Rosemary A. Stevens is a Dewitt Wallace Distinguished Scholar in the department of psychiatry at Weill Cornell Medical College and a member of the National Advisory Committee of the Investigator Awards in Health Policy Research program. A health policy historian, Dr. Stevens has examined specialization in American medicine during the past 25 years, as well as the organization of care in the U.S., and physician practice arrangements. Previously she was the Stanley I.

Deborah Stone

Deborah Stone is currently Distinguished Visiting Professor at Heller School  for Social Policy and Management at Brandeis University. She will be at Brandeis through the 2018 academic year, returning as a research professor of government at Dartmouth College. She taught politics and public policy for 25 years at Duke University, Massachusetts Institute of Technology and Brandeis University, where she held the Pokross Chair in Law and Social Policy until 1999.

Mark Suchman

Mark C. Suchman is a professor of sociology at Brown University. He holds a J.D. from Yale Law School (1989) and a Ph.D. in sociology from Stanford University (1994). His primary research interests center on the legal environments of organizational activity in general, and on the legal environments of entrepreneurship and technological change in particular.

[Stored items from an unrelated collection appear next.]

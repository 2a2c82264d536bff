//! Phrase summaries and reference notes.
//!
//! Both walks run in pre-order over either a raw [`ParseNode`] tree or a built
//! [`RenderTree`], through the read-only [`TreeView`] trait. Neither touches the tree.

use std::collections::HashSet;

use serde::Serialize;

use crate::config::{word_key, Reference, Tables};
use crate::syntax::ParseNode;
use crate::tree::{NodeId, RenderTree};

// ============================================================================
// TREE ACCESS
// ============================================================================

/// Read-only access to a constituency tree.
pub trait TreeView {
    type Node: Copy;

    fn root(&self) -> Self::Node;
    fn tag(&self, node: Self::Node) -> &str;
    /// The surface word of a leaf; `None` for branches.
    fn word(&self, node: Self::Node) -> Option<&str>;
    fn children(&self, node: Self::Node) -> Vec<Self::Node>;

    /// Concatenated leaf words under `node`, left to right.
    fn surface_text(&self, node: Self::Node) -> String {
        let mut text = String::new();
        let mut stack = vec![node];
        while let Some(current) = stack.pop() {
            match self.word(current) {
                Some(word) => text.push_str(word),
                None => stack.extend(self.children(current).into_iter().rev()),
            }
        }
        text
    }

    /// Every node, pre-order.
    fn preorder(&self) -> Vec<Self::Node> {
        let mut out = Vec::new();
        let mut stack = vec![self.root()];
        while let Some(current) = stack.pop() {
            out.push(current);
            stack.extend(self.children(current).into_iter().rev());
        }
        out
    }
}

impl<'a> TreeView for &'a ParseNode {
    type Node = &'a ParseNode;

    fn root(&self) -> Self::Node {
        *self
    }

    fn tag(&self, node: Self::Node) -> &str {
        node.tag()
    }

    fn word(&self, node: Self::Node) -> Option<&str> {
        match node {
            ParseNode::Leaf { word, .. } => Some(word.trim()),
            ParseNode::Branch { .. } => None,
        }
    }

    fn children(&self, node: Self::Node) -> Vec<Self::Node> {
        node.children().iter().collect()
    }
}

impl TreeView for RenderTree {
    type Node = NodeId;

    fn root(&self) -> NodeId {
        RenderTree::root(self).id
    }

    fn tag(&self, node: NodeId) -> &str {
        self.get(node).map_or("", |n| n.tag.as_str())
    }

    fn word(&self, node: NodeId) -> Option<&str> {
        self.get(node).and_then(|n| n.word.as_deref())
    }

    fn children(&self, node: NodeId) -> Vec<NodeId> {
        self.get(node).map(|n| n.children.clone()).unwrap_or_default()
    }
}

// ============================================================================
// PHRASES
// ============================================================================

/// A salient phrase and the text it covers.
#[derive(Debug, Clone, PartialEq, Eq, Serialize)]
pub struct Phrase {
    pub label: String,
    pub text: String,
}

/// One entry per node whose tag has a phrase label, in pre-order.
pub fn extract_phrases<V: TreeView>(view: &V, tables: &Tables) -> Vec<Phrase> {
    view.preorder()
        .into_iter()
        .filter_map(|node| {
            let label = tables.phrase_label(view.tag(node))?;
            Some(Phrase {
                label: label.to_string(),
                text: view.surface_text(node),
            })
        })
        .collect()
}

// ============================================================================
// REFERENCES
// ============================================================================

#[derive(Debug, Clone, PartialEq, Eq, Serialize)]
pub struct ReferenceHit {
    pub key: String,
    #[serde(flatten)]
    pub reference: Reference,
}

/// Reference notes for the tree's tags and `word:tag` pairs, first occurrence only.
pub fn collect_references<V: TreeView>(view: &V, tables: &Tables) -> Vec<ReferenceHit> {
    let mut seen = HashSet::new();
    let mut hits = Vec::new();
    for node in view.preorder() {
        let tag = view.tag(node);
        let mut keys = vec![tag.to_string()];
        if let Some(word) = view.word(node) {
            keys.insert(0, word_key(word, tag));
        }
        for key in keys {
            if let Some(reference) = tables.reference(&key) {
                if seen.insert(key.clone()) {
                    hits.push(ReferenceHit {
                        key,
                        reference: reference.clone(),
                    });
                }
            }
        }
    }
    hits
}
impl<'a> GrammarParser<'a> {
    pub fn new(tokens: &'a [Token]) -> Self {
        Self { tokens, pos: 0 }
    }

    /// Index of the next unconsumed token.
    pub fn position(&self) -> usize {
        self.pos
    }

    /// Parses the whole sequence as one sentence; leftover tokens are a failure.
    pub fn parse(mut self) -> Result<ParseNode, ParseFailure> {
        let tree = self.parse_sentence()?;
        if self.pos < self.tokens.len() {
            return Err(self.fail("the end of the sentence"));
        }
        Ok(tree)
    }

    // ========================================================================
    // NONTERMINALS
    // ========================================================================

    fn parse_sentence(&mut self) -> Result<ParseNode, ParseFailure> {
        let mut children = Vec::new();
        loop {
            let (clause, ending) = self.parse_clause()?;
            children.push(clause);
            // A connective ending may also close a sentence in casual speech.
            if ending == Ending::Final || self.at(SENTENCE_FINAL) {
                break;
            }
        }
        children.push(self.expect(|t| t == SENTENCE_FINAL, "sentence-final punctuation")?);
        Ok(ParseNode::branch(nt::SENTENCE, children))
    }

    fn parse_clause(&mut self) -> Result<(ParseNode, Ending), ParseFailure> {
        let mut children = Vec::new();
        loop {
            let Some(tag) = self.peek_tag() else {
                return Err(self.fail("a predicate"));
            };
            let constituent = if is_adverb(tag) {
                Constituent::Done(self.parse_adverb_phrase())
            } else if tag == "IC" || is_pause(tag) {
                Constituent::Done(self.bump())
            } else if starts_nominal(tag) {
                Constituent::Nominal(self.parse_noun_phrase(None)?)
            } else if is_verb_stem(tag) {
                let (predicate, ending) = self.parse_predicate(Vec::new())?;
                Constituent::Predicate(predicate, ending)
            } else if tag == SENTENCE_FINAL && !children.is_empty() {
                // Verbless fragment such as an interjection or a bare noun.
                return Ok((ParseNode::branch(nt::CLAUSE, children), Ending::Final));
            } else {
                return Err(self.fail("a clause constituent"));
            };

            if let Some(done) = self.resolve(constituent, &mut children)? {
                return Ok(done);
            }
        }
    }

    /// Settles a constituent into the clause, returning the finished clause once a
    /// predicate with a final or connective ending is reached.
    fn resolve(
        &mut self,
        mut constituent: Constituent,
        children: &mut Vec<ParseNode>,
    ) -> Result<Option<(ParseNode, Ending)>, ParseFailure> {
        loop {
            constituent = match constituent {
                Constituent::Done(node) => {
                    children.push(node);
                    return Ok(None);
                }
                Constituent::Nominal(nominal) => self.complete_nominal(nominal)?,
                Constituent::Predicate(predicate, Ending::Adnominal) => {
                    let mut parts = take_clause_tail(children);
                    parts.push(predicate);
                    let modifier = self.nest(nt::ADNOMINAL_CLAUSE, parts)?;
                    Constituent::Nominal(self.parse_noun_phrase(Some(modifier))?)
                }
                Constituent::Predicate(predicate, Ending::Nominalizer) => {
                    let mut parts = take_clause_tail(children);
                    parts.push(predicate);
                    Constituent::Nominal(self.nest(nt::NOUN_CLAUSE, parts)?)
                }
                Constituent::Predicate(predicate, ending) => {
                    children.push(predicate);
                    let clause = ParseNode::branch(nt::CLAUSE, std::mem::take(children));
                    return Ok(Some((clause, ending)));
                }
            };
        }
    }

    /// Wraps an embedded clause. Embedding is the only way the tree grows deeper as
    /// the input grows, so the depth is capped here.
    fn nest(&self, tag: &str, parts: Vec<ParseNode>) -> Result<ParseNode, ParseFailure> {
        let depth = 1 + parts.iter().map(ParseNode::depth).max().unwrap_or(0);
        if depth > MAX_DEPTH {
            return Err(self.fail("a less deeply nested clause"));
        }
        Ok(ParseNode::branch(tag, parts))
    }

    /// A nominal followed by particles becomes a role; followed by a copula or a
    /// verb-forming suffix it heads a predicate; otherwise it stands bare.
    fn complete_nominal(&mut self, nominal: ParseNode) -> Result<Constituent, ParseFailure> {
        if let Some(role) = self.peek_tag().and_then(role_of) {
            let mut parts = vec![nominal, self.bump()];
            while self.peek_tag().and_then(role_of).is_some() {
                parts.push(self.bump());
            }
            return Ok(Constituent::Done(ParseNode::branch(role, parts)));
        }
        if self.peek_tag().is_some_and(is_predicating_suffix) {
            let (predicate, ending) = self.parse_predicate(vec![nominal])?;
            return Ok(Constituent::Predicate(predicate, ending));
        }
        Ok(Constituent::Done(nominal))
    }

    /// Possessives and coordinations are built in one pass: `A 의 B 와 C 의 D` becomes
    /// `NounPhrase[NounPhrase[Possessive[A], B], 와, NounPhrase[Possessive[C], D]]`.
    fn parse_noun_phrase(&mut self, modifier: Option<ParseNode>) -> Result<ParseNode, ParseFailure> {
        let mut conjuncts = Vec::new();
        let mut possessors = Vec::new();
        let mut phrase = self.parse_noun_group(modifier)?;

        // One token of extra lookahead: JKG and JC only join noun phrases here when
        // another noun phrase follows them.
        loop {
            match (self.peek_tag(), self.peek_tag_at(1)) {
                (Some("JKG"), Some(next)) if starts_nominal(next) => {
                    possessors.push(ParseNode::branch(nt::POSSESSIVE, vec![phrase, self.bump()]));
                }
                (Some("JC"), Some(next)) if starts_nominal(next) => {
                    conjuncts.push(possessed(std::mem::take(&mut possessors), phrase));
                    conjuncts.push(self.bump());
                }
                _ => break,
            }
            phrase = self.parse_noun_group(None)?;
        }

        let last = possessed(possessors, phrase);
        if conjuncts.is_empty() {
            return Ok(last);
        }
        conjuncts.push(last);
        Ok(ParseNode::branch(nt::NOUN_PHRASE, conjuncts))
    }

    fn parse_noun_group(&mut self, modifier: Option<ParseNode>) -> Result<ParseNode, ParseFailure> {
        let mut children: Vec<ParseNode> = modifier.into_iter().collect();
        while self.at("MM") {
            children.push(self.bump());
        }
        if self.at("XPN") {
            children.push(self.bump());
        }
        children.push(self.expect(is_nominal, "a noun")?);
        while self.peek_tag().is_some_and(|t| is_nominal(t) || t == "XSN") {
            children.push(self.bump());
        }
        Ok(ParseNode::branch(nt::NOUN_PHRASE, children))
    }

    /// `prefix` holds a nominal when the predicate is built on a copula or a
    /// verb-forming suffix. Auxiliaries after a connective ending join the same
    /// `Predicate` as siblings.
    fn parse_predicate(&mut self, prefix: Vec<ParseNode>) -> Result<(ParseNode, Ending), ParseFailure> {
        let (predicate, mut ending) = self.parse_verb_group(prefix)?;
        if ending != Ending::Connective || !self.at("VX") {
            return Ok((predicate, ending));
        }
        let mut chain = vec![predicate];
        while ending == Ending::Connective && self.at("VX") {
            let (auxiliary, next) = self.parse_verb_group(Vec::new())?;
            chain.push(auxiliary);
            ending = next;
        }
        Ok((ParseNode::branch(nt::PREDICATE, chain), ending))
    }

    fn parse_verb_group(&mut self, mut children: Vec<ParseNode>) -> Result<(ParseNode, Ending), ParseFailure> {
        if children.is_empty() {
            children.push(self.expect(is_verb_stem, "a verb or adjective stem")?);
        } else {
            children.push(self.expect(is_predicating_suffix, "a copula or verb-forming suffix")?);
        }
        while self.at("EP") {
            children.push(self.bump());
        }
        let ending = self
            .peek_tag()
            .and_then(Ending::of)
            .ok_or_else(|| self.fail("a verb ending"))?;
        children.push(self.bump());
        Ok((ParseNode::branch(nt::PREDICATE, children), ending))
    }

    fn parse_adverb_phrase(&mut self) -> ParseNode {
        let mut children = vec![self.bump()];
        while self.peek_tag().is_some_and(is_adverb) {
            children.push(self.bump());
        }
        ParseNode::branch(nt::ADVERB_PHRASE, children)
    }

    // ========================================================================
    // CURSOR
    // ========================================================================

    fn peek_tag(&self) -> Option<&'a str> {
        self.peek_tag_at(0)
    }

    fn peek_tag_at(&self, offset: usize) -> Option<&'a str> {
        let tokens: &'a [Token] = self.tokens;
        tokens.get(self.pos + offset).map(|t| t.tag.as_str())
    }

    fn at(&self, tag: &str) -> bool {
        self.peek_tag() == Some(tag)
    }

    /// Consumes the cursor token as a leaf. Callers peek first.
    fn bump(&mut self) -> ParseNode {
        let token = &self.tokens[self.pos];
        self.pos += 1;
        ParseNode::leaf(token.morpheme.as_str(), token.tag.as_str())
    }

    fn expect(&mut self, accepts: impl Fn(&str) -> bool, expected: &str) -> Result<ParseNode, ParseFailure> {
        match self.peek_tag() {
            Some(tag) if accepts(tag) => Ok(self.bump()),
            _ => Err(self.fail(expected)),
        }
    }

    fn fail(&self, expected: &str) -> ParseFailure {
        let token = match self.tokens.get(self.pos) {
            Some(token) => BlockingToken::at(token, self.pos),
            None => BlockingToken::end_of_input(self.pos),
        };
        trace!(position = self.pos, tag = %token.tag, expected, "no alternative matches");
        ParseFailure {
            token,
            expected: expected.to_string(),
        }
    }
}
//! Sentree error handling.
//!
//! Failures fall into three scopes:
//!
//! - [`SentreeError`] is request-fatal: nothing is parsed and the response is `FAIL`.
//! - [`ParseFailure`] is scoped to one sentence and travels inside that sentence's result.
//! - [`DefinitionError`] never leaves the definition lookup; it degrades to an empty mapping.

use miette::{Diagnostic, NamedSource, SourceSpan};
use serde::Serialize;
use thiserror::Error;

use crate::normalize::Token;

// ============================================================================
// REQUEST-FATAL ERRORS
// ============================================================================

/// Errors that abort a whole request before any sentence is parsed.
#[derive(Debug, Error)]
pub enum SentreeError {
    #[error("Missing input sentence(s)")]
    MissingInput,

    #[error("tagger rejected `{chunk}`")]
    Tagging {
        chunk: String,
        #[source]
        source: TaggerError,
    },

    #[error("invalid tables file `{path}`: {message}")]
    Config { path: String, message: String },

    #[error(transparent)]
    Io(#[from] std::io::Error),
}

/// A morphological tagger could not analyse a chunk of input.
#[derive(Debug, Clone, Error, PartialEq, Eq)]
#[error("{message} (at byte {position})")]
pub struct TaggerError {
    pub message: String,
    pub position: usize,
}

impl TaggerError {
    pub fn new(message: impl Into<String>, position: usize) -> Self {
        Self {
            message: message.into(),
            position,
        }
    }
}

// ============================================================================
// SENTENCE-LOCAL PARSE FAILURES
// ============================================================================

/// The token the grammar could not place.
#[derive(Debug, Clone, PartialEq, Eq, Serialize)]
pub struct BlockingToken {
    pub morpheme: String,
    pub tag: String,
    pub position: usize,
}

/// Tag reported when the grammar runs out of tokens.
pub const END_OF_INPUT: &str = "EOS";

impl BlockingToken {
    pub fn at(token: &Token, position: usize) -> Self {
        Self {
            morpheme: token.morpheme.clone(),
            tag: token.tag.clone(),
            position,
        }
    }

    pub fn end_of_input(position: usize) -> Self {
        Self {
            morpheme: String::new(),
            tag: END_OF_INPUT.to_string(),
            position,
        }
    }

    pub fn is_end_of_input(&self) -> bool {
        self.tag == END_OF_INPUT
    }
}

/// A sentence the grammar does not recognise.
#[derive(Debug, Clone, Error, PartialEq, Eq)]
#[error("unexpected `{}/{}` at token {}, expected {expected}", .token.morpheme, .token.tag, .token.position)]
pub struct ParseFailure {
    pub token: BlockingToken,
    pub expected: String,
}

impl ParseFailure {
    /// Builds a renderable diagnostic over the sentence's tag-annotated token list.
    pub fn to_diagnostic(&self, tokens: &[Token]) -> ParseDiagnostic {
        let mut rendered = String::new();
        let mut span = None;
        for (i, token) in tokens.iter().enumerate() {
            if i > 0 {
                rendered.push(' ');
            }
            let start = rendered.len();
            rendered.push_str(&token.morpheme);
            rendered.push('/');
            rendered.push_str(&token.tag);
            if i == self.token.position {
                span = Some((start, rendered.len() - start));
            }
        }
        // Past the last token: point just after the rendered text.
        let span = span.unwrap_or((rendered.len(), 0));

        ParseDiagnostic {
            src: NamedSource::new("sentence", rendered),
            span: span.into(),
            message: self.to_string(),
            help: Some(format!("the grammar expected {} here", self.expected)),
        }
    }
}

/// Miette view of a [`ParseFailure`], used by the command-line front end.
#[derive(Debug, Error, Diagnostic)]
#[error("{message}")]
#[diagnostic(code(sentree::parse))]
pub struct ParseDiagnostic {
    #[source_code]
    pub src: NamedSource<String>,
    #[label("this token does not fit the grammar here")]
    pub span: SourceSpan,
    pub message: String,
    #[help]
    pub help: Option<String>,
}

// ============================================================================
// DEFINITION LOOKUP FAILURES
// ============================================================================

/// Reasons the external translator produced no usable definitions.
#[derive(Debug, Error)]
pub enum DefinitionError {
    /// Connection, DNS, TLS or timeout failure.
    #[error("translator request failed: {0}")]
    Transport(String),

    #[error("translator returned HTTP {status}: {reason}")]
    Status { status: u16, reason: String },

    #[error("ill-formed translator response: {0}")]
    Payload(String),

    #[error("translator returned {got} lines for {expected} words")]
    CountMismatch { expected: usize, got: usize },
}

#[cfg(test)]
mod tests {
    use super::*;

    fn token(morpheme: &str, tag: &str) -> Token {
        Token {
            morpheme: morpheme.to_string(),
            tag: tag.to_string(),
            source_word: morpheme.to_string(),
        }
    }

    #[test]
    fn diagnostic_points_at_blocking_token() {
        let tokens = vec![token("나", "NP"), token("는", "JX"), token("☆", "NA")];
        let failure = ParseFailure {
            token: BlockingToken::at(&tokens[2], 2),
            expected: "a predicate".to_string(),
        };
        let diagnostic = failure.to_diagnostic(&tokens);
        // "나/NP 는/JX " is 6 + 1 + 6 + 1 bytes ("나" and "는" are three bytes each).
        assert_eq!(diagnostic.span.offset(), 14);
        assert_eq!(diagnostic.span.len(), "☆/NA".len());
    }

    #[test]
    fn diagnostic_past_end_has_empty_span() {
        let tokens = vec![token("가", "VV")];
        let failure = ParseFailure {
            token: BlockingToken::end_of_input(1),
            expected: "a verb ending".to_string(),
        };
        let diagnostic = failure.to_diagnostic(&tokens);
        assert_eq!(diagnostic.span.offset(), "가/VV".len());
        assert_eq!(diagnostic.span.len(), 0);
        assert!(failure.token.is_end_of_input());
    }
}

His Investigator Award project focuses on the many challenges that American hospitals face, as they apply new information technologies to their clinical operations.

Nancy Tomes

Nancy J. Tomes is a distinguished professor of history at Stony Brook University. A native of Louisville, Kentucky, she received her undergraduate education at Oberlin College and the University of Kentucky, and her doctorate in American history from the University of Pennsylvania (1978). She is the author of three books, two on the history of American mental hospitals, and most recently, The Gospel of Germs: Men, Women and the Microbe in American Life (1998), which won multiple book prizes.

Burton Weisbrod

Dr. Burton Weisbrod is the John Evans Professor of Economics and chair of the Institute for Policy Research's Program on Performance Measurement and Rewards at Northwestern University. He has written or edited 15 books and nearly 200 articles and papers on the economics and public policy analysis of nonprofit organizations, education, health, the causes and consequences of research and technological change in health care, poverty, manpower, public interest law, the military draft, and benefit-cost evaluation.

George Wright

Building on a master's degree and further graduate work in Middle Eastern Area Studies, George Wright received a Ph.D. in economic development from the University of Michigan, with a dissertation on the regional dynamics of growth in Iran. He subsequently moved into health economics and worked in private sector research. Dr. Wright was a senior health economist at SysteMetrics and then at Mathematica Policy Research, where he directed numerous studies and program evaluations for the Federal government involving rural health care.